STORED DATA START

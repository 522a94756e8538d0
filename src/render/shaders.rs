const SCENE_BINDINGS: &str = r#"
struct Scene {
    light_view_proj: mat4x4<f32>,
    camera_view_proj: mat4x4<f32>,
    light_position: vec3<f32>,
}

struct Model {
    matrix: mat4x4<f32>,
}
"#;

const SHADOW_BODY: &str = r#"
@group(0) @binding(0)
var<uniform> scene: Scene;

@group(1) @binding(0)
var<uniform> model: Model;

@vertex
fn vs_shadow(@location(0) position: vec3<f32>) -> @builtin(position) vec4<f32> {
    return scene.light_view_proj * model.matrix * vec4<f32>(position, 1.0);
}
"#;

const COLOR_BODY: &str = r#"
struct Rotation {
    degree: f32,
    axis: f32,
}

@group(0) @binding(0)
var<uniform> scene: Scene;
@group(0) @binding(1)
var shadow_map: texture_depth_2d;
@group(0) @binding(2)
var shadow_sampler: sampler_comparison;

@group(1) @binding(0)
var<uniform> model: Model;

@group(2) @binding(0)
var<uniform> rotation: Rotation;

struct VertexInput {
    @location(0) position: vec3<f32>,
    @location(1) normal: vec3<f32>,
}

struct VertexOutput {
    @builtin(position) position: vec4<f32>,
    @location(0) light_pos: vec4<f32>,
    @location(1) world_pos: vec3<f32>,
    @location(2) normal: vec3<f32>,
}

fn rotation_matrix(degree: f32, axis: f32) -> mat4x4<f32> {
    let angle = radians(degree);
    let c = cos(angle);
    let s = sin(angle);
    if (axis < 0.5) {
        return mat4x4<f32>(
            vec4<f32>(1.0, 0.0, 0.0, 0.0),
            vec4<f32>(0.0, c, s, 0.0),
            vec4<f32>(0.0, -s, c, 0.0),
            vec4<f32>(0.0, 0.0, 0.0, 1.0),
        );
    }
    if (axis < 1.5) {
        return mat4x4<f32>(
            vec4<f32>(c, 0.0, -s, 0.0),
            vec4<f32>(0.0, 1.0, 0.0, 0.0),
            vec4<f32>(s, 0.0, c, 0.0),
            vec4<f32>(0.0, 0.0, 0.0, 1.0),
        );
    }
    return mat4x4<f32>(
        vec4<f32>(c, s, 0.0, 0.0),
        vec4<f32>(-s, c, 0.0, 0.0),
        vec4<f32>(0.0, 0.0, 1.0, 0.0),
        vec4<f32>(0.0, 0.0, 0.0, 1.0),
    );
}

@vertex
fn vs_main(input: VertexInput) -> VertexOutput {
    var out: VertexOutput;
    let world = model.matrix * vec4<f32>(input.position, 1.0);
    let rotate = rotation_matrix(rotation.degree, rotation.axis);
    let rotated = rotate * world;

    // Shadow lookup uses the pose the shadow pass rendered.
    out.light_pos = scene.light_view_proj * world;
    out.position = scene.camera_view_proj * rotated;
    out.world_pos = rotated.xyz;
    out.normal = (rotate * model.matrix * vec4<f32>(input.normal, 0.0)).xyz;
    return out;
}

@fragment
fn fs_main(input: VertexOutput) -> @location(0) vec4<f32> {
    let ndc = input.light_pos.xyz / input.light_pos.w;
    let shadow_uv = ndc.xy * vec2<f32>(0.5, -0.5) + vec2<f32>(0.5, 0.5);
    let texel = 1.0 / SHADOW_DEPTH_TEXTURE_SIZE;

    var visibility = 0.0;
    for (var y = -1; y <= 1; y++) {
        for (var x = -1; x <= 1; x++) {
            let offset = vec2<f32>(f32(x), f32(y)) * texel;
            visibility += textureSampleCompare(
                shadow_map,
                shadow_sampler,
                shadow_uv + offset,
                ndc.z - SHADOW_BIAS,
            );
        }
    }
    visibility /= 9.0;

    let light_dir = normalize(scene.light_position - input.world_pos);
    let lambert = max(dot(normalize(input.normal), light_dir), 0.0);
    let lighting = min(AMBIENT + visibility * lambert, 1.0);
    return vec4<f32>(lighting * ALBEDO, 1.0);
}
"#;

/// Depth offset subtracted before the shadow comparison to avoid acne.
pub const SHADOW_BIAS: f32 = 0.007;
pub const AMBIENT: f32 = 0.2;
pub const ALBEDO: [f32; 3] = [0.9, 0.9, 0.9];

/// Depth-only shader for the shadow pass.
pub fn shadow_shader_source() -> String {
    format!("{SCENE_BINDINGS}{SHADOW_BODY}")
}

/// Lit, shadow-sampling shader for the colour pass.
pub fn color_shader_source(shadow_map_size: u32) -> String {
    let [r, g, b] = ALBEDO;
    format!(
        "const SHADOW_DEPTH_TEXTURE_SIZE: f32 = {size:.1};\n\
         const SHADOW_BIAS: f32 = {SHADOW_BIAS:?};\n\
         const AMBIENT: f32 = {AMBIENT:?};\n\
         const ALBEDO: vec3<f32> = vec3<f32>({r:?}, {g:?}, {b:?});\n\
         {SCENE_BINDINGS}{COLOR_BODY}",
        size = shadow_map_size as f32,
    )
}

STORED DATA END

ACTIVITY: The word "offset" appears on some lines of the data above; say how many such lines there are, with nothing else.

FINISHED EXERCISE: 3